Directions for this task:
Check each line of the data for "without", and copy the ones that have it.

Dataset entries
▬▬▬▬▬▬

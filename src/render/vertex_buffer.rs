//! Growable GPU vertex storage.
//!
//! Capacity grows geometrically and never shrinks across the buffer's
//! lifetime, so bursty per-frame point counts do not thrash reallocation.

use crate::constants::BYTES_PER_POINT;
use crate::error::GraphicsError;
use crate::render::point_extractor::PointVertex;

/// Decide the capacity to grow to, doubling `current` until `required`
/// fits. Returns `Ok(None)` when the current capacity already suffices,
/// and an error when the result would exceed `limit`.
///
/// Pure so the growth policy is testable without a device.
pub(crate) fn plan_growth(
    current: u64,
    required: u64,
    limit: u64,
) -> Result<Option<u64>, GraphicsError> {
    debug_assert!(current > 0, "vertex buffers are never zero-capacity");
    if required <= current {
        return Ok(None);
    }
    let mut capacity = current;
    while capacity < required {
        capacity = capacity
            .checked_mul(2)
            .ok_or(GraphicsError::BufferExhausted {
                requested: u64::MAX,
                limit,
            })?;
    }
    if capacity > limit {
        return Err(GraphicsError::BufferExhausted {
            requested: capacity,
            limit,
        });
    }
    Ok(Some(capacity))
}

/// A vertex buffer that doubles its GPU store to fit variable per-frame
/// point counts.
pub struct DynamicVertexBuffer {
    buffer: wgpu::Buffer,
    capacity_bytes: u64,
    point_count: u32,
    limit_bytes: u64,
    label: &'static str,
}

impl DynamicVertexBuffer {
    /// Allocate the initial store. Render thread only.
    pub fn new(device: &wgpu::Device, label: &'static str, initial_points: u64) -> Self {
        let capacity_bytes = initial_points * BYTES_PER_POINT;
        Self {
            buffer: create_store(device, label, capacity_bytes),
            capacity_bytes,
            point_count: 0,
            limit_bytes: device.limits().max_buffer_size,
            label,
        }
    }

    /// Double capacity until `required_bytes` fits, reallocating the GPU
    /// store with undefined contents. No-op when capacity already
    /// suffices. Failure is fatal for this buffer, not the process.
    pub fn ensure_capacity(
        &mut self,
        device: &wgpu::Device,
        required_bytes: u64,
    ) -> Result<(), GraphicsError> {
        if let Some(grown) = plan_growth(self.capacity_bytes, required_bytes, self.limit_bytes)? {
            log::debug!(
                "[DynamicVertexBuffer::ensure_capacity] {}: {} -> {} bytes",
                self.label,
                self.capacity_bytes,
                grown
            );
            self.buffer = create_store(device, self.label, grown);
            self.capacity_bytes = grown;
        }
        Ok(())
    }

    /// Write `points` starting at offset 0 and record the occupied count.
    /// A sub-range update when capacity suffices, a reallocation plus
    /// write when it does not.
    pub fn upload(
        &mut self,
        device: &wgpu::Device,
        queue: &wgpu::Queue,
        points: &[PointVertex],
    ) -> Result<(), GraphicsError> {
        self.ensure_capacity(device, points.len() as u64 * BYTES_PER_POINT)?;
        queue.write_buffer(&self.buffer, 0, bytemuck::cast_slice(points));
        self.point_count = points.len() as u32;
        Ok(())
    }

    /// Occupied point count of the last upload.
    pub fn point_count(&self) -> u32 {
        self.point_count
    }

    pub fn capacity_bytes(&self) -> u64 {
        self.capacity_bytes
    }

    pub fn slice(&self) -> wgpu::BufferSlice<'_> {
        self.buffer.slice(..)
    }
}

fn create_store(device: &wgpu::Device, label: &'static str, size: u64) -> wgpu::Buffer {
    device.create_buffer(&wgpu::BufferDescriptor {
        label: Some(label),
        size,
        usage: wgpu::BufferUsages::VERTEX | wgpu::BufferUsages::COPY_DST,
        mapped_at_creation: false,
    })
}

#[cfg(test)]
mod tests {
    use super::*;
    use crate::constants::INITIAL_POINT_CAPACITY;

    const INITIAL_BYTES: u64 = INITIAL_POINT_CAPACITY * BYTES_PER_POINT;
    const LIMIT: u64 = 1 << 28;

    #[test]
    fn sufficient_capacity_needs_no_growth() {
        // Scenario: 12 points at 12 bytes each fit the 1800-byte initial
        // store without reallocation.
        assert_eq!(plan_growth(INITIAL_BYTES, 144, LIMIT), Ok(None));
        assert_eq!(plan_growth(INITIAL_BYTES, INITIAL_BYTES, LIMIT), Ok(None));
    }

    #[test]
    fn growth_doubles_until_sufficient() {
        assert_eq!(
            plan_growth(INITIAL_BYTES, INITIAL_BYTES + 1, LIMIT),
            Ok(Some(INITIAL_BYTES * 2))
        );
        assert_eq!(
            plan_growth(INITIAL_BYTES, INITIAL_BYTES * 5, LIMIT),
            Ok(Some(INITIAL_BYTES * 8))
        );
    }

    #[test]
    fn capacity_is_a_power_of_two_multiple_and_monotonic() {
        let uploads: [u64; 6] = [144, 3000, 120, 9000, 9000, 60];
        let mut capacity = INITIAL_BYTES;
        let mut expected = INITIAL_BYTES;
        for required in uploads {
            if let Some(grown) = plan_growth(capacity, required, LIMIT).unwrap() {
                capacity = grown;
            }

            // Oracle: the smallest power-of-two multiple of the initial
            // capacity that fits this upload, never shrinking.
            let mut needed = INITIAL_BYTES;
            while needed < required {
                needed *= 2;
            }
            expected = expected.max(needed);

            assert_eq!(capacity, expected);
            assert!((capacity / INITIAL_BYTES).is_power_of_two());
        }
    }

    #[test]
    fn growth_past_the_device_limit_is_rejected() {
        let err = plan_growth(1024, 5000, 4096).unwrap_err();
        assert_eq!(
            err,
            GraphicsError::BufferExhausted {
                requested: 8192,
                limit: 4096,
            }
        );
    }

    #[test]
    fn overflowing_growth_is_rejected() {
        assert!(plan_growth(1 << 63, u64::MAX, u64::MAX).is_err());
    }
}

▬▬▬▬▬▬

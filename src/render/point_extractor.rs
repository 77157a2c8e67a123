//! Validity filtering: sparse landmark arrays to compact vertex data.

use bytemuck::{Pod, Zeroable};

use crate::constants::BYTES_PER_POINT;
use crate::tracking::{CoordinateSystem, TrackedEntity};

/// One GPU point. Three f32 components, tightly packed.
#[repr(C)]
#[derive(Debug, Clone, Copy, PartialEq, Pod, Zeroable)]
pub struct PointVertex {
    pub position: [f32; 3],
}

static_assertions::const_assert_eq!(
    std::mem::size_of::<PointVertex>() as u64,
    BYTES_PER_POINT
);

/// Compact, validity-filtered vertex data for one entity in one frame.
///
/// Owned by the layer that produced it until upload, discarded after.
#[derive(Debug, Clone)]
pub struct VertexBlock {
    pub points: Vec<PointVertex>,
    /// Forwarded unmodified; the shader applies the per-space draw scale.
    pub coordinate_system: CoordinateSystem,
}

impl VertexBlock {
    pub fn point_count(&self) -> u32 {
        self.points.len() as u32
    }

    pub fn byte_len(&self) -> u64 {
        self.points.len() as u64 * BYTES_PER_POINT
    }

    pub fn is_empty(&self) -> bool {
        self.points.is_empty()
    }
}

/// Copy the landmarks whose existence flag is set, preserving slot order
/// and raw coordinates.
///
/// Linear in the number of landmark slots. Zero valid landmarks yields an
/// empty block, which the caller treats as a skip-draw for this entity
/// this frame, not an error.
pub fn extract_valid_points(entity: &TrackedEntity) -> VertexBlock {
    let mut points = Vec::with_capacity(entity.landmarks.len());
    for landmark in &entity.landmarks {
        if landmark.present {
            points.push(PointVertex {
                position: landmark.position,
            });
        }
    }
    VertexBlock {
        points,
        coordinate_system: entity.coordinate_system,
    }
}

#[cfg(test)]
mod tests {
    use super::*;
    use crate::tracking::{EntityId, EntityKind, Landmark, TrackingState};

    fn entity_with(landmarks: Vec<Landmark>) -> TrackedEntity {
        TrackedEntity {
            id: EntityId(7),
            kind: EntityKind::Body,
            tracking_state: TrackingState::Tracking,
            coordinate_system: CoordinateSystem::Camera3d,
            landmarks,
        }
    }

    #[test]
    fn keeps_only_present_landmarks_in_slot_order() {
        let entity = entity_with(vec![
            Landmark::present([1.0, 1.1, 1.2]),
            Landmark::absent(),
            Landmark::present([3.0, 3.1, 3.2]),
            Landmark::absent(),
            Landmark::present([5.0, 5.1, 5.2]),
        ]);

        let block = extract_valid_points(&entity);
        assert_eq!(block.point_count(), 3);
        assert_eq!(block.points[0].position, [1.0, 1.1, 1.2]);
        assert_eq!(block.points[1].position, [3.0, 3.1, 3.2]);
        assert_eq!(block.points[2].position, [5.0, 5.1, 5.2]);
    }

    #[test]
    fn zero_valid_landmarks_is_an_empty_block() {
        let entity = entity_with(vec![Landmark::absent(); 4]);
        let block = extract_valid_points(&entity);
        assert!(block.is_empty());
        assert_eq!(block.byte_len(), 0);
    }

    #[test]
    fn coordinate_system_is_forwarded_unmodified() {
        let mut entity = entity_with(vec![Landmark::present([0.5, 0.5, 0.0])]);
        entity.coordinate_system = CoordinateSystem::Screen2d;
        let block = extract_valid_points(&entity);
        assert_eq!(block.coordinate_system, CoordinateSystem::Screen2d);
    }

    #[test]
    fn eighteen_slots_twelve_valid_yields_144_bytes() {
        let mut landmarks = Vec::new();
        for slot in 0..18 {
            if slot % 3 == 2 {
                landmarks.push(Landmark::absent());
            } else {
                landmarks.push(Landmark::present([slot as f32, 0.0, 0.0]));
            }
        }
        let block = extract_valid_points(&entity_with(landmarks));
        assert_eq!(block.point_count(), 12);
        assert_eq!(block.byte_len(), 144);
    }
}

▬▬▬▬▬▬

Solution for this task:
/// Pure so the growth policy is testable without a device.
        // store without reallocation.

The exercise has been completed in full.